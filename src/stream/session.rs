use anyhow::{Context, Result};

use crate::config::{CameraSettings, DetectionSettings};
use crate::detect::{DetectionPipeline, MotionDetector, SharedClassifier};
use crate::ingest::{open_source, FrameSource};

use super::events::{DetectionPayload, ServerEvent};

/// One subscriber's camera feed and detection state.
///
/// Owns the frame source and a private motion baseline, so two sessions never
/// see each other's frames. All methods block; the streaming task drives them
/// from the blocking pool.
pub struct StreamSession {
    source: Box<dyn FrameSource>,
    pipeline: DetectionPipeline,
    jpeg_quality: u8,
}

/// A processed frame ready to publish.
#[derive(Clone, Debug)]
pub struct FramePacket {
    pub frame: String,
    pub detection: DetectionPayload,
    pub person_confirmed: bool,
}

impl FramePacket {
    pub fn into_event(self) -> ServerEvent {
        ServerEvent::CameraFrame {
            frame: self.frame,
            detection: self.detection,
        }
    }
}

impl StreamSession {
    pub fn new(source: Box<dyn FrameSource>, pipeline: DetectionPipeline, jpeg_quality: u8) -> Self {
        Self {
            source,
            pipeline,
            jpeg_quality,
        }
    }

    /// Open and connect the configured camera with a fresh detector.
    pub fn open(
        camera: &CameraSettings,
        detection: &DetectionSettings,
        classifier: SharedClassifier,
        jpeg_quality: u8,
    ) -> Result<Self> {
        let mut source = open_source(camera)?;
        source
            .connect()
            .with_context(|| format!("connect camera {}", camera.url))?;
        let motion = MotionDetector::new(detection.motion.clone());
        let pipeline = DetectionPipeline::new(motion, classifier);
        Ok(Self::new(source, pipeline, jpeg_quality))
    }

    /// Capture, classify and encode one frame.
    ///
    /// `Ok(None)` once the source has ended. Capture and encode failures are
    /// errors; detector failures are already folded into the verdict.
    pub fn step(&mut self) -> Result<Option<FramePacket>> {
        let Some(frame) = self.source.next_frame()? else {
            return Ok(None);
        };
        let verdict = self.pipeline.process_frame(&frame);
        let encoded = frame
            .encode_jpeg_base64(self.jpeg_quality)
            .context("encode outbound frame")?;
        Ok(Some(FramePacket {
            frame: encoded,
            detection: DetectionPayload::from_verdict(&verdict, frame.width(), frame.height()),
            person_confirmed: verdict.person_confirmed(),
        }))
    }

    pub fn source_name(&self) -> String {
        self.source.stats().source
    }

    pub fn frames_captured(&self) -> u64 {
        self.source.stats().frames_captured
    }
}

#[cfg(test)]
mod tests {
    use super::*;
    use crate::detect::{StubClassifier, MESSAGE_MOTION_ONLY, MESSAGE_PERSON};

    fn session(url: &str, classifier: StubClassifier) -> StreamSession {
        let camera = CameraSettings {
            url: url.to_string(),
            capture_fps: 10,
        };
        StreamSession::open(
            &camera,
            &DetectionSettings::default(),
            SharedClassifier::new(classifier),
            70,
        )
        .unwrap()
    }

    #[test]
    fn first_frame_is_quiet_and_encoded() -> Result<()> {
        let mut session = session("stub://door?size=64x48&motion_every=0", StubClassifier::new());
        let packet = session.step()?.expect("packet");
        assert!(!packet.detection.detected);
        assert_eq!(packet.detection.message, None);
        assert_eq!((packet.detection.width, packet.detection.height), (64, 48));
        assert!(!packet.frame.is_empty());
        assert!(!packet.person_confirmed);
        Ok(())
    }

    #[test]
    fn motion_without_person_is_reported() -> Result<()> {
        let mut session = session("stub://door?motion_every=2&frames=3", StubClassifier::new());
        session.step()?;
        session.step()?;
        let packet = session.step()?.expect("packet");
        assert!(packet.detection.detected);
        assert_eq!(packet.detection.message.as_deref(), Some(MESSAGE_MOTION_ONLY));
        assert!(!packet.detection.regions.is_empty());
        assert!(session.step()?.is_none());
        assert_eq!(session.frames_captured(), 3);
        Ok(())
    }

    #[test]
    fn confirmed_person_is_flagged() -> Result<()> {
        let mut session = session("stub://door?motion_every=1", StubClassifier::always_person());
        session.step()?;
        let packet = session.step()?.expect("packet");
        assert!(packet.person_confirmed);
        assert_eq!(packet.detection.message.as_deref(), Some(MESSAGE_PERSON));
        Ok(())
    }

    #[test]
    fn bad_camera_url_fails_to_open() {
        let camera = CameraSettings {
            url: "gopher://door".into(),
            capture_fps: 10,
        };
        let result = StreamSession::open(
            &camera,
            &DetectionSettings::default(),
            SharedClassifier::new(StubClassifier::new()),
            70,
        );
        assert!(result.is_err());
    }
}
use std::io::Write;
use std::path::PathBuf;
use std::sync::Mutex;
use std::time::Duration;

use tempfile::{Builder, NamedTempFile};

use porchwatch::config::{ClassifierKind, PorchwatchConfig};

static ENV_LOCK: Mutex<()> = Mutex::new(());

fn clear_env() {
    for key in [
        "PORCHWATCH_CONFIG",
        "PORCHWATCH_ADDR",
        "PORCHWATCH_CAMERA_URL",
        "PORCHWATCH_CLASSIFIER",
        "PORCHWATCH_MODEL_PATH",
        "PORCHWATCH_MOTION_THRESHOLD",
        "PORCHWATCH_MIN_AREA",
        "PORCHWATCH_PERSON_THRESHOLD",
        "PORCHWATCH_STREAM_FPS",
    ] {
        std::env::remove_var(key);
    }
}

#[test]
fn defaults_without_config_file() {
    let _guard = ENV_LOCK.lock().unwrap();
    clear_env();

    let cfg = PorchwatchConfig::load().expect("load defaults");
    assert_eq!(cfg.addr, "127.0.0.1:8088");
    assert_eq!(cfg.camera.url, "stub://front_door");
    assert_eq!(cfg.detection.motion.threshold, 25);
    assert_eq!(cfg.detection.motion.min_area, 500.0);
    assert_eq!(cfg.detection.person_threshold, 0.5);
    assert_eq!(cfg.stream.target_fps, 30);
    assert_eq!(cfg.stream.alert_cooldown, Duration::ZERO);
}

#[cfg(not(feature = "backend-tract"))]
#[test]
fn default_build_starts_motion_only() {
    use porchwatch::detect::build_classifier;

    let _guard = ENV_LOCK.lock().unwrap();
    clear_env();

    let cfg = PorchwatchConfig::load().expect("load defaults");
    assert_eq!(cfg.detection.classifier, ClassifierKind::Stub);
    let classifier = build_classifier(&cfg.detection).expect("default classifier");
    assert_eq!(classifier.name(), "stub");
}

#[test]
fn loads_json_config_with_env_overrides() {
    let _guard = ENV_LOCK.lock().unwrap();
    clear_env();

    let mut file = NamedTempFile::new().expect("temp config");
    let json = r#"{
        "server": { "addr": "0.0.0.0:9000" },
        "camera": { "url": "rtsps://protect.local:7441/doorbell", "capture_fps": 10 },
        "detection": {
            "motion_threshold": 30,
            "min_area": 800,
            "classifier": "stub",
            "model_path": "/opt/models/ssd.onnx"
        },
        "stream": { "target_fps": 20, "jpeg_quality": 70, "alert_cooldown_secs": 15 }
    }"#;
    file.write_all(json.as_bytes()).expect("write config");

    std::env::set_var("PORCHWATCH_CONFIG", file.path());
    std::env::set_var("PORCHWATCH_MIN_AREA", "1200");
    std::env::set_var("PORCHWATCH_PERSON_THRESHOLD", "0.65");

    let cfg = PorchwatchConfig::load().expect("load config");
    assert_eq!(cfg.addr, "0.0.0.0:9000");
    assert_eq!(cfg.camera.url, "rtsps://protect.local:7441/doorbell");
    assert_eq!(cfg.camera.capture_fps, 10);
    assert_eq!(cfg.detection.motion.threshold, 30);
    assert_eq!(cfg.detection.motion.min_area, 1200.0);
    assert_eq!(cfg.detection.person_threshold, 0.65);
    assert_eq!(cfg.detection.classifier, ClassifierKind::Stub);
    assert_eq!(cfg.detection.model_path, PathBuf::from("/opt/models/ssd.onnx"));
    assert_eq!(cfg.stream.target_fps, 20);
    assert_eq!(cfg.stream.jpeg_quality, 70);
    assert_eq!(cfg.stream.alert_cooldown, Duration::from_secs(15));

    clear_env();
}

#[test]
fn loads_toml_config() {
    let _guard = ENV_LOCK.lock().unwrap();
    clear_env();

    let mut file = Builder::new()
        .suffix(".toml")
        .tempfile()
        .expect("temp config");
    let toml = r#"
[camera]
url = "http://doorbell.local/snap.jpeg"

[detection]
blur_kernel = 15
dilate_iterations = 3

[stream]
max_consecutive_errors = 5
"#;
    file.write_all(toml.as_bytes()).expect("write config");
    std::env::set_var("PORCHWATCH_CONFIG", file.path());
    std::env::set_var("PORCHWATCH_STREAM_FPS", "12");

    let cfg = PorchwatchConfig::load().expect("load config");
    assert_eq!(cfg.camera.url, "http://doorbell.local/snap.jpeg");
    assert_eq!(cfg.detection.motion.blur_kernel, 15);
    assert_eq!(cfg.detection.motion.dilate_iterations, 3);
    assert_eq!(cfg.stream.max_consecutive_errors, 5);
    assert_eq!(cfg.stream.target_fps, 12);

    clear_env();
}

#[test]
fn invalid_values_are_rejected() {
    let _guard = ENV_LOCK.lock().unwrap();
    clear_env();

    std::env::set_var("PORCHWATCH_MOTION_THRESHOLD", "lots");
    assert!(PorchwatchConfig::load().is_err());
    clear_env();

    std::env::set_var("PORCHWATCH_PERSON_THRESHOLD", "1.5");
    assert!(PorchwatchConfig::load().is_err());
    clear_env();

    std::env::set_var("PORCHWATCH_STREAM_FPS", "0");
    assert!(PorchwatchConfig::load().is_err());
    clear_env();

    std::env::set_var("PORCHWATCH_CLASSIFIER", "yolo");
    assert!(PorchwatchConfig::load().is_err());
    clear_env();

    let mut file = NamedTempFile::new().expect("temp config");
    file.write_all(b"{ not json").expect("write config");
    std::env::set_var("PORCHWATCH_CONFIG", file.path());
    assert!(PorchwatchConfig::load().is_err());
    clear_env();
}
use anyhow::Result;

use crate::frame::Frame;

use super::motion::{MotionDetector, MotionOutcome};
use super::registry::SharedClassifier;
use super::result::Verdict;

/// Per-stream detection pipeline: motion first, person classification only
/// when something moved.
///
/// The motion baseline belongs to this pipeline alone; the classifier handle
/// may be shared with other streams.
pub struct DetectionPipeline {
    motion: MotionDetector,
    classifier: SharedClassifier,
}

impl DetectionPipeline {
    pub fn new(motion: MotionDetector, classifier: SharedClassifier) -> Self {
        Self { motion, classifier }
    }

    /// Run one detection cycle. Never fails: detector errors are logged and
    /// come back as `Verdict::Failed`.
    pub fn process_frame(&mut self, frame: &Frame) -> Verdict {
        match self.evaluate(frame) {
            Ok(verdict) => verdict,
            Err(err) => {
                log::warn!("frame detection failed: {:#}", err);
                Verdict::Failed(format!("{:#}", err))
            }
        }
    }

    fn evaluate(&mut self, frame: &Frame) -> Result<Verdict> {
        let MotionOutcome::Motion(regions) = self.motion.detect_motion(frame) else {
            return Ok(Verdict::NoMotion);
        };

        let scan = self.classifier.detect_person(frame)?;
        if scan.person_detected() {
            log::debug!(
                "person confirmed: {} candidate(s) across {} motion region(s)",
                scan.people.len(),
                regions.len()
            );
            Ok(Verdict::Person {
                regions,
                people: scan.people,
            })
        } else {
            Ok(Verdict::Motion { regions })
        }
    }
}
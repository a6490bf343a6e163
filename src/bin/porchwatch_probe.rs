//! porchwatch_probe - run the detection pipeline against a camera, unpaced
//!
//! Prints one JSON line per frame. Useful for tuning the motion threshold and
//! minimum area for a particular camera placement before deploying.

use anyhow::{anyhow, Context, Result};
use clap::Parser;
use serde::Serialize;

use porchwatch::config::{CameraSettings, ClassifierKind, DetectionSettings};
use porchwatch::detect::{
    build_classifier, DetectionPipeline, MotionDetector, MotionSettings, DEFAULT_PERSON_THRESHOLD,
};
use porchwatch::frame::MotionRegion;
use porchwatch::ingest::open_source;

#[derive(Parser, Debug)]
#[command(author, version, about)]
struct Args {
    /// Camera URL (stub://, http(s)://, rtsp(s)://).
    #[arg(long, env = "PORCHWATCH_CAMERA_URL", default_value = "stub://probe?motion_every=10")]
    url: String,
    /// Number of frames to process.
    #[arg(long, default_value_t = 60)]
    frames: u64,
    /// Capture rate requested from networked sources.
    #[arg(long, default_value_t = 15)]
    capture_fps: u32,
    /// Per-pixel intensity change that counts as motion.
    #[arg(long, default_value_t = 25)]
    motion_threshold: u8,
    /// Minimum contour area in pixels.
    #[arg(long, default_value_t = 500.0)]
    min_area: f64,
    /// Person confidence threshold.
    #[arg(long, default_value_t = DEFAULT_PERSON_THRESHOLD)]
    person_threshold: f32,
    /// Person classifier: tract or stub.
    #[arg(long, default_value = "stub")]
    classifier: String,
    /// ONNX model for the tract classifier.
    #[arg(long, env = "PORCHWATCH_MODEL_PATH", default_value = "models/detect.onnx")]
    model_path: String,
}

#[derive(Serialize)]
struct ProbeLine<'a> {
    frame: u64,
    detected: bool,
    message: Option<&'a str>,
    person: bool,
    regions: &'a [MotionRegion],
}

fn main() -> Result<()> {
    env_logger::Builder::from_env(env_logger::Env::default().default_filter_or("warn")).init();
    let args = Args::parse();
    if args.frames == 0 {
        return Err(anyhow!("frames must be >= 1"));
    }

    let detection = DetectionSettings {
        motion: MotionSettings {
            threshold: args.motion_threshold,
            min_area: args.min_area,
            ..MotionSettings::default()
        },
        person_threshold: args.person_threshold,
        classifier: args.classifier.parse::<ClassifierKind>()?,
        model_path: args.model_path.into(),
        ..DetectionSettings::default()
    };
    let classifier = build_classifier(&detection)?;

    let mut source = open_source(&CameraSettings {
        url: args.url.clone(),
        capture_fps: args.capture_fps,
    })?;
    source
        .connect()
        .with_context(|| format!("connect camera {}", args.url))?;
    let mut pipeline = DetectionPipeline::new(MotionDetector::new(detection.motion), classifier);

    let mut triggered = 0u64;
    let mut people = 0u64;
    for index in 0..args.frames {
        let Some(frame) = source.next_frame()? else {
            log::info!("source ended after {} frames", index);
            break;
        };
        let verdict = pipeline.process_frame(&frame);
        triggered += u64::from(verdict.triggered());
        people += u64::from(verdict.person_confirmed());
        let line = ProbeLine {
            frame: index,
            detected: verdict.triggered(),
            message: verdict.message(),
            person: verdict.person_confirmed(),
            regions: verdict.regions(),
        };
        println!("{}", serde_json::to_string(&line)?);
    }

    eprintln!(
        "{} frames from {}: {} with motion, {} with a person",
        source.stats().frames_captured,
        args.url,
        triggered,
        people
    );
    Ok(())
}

▶ _PROBLEM DETAILS_:
Each line in the records above with "MotionRegion" must be returned.

▶ _SOLUTION FOR THIS EXERCISE_:
use porchwatch::frame::MotionRegion;
    regions: &'a [MotionRegion],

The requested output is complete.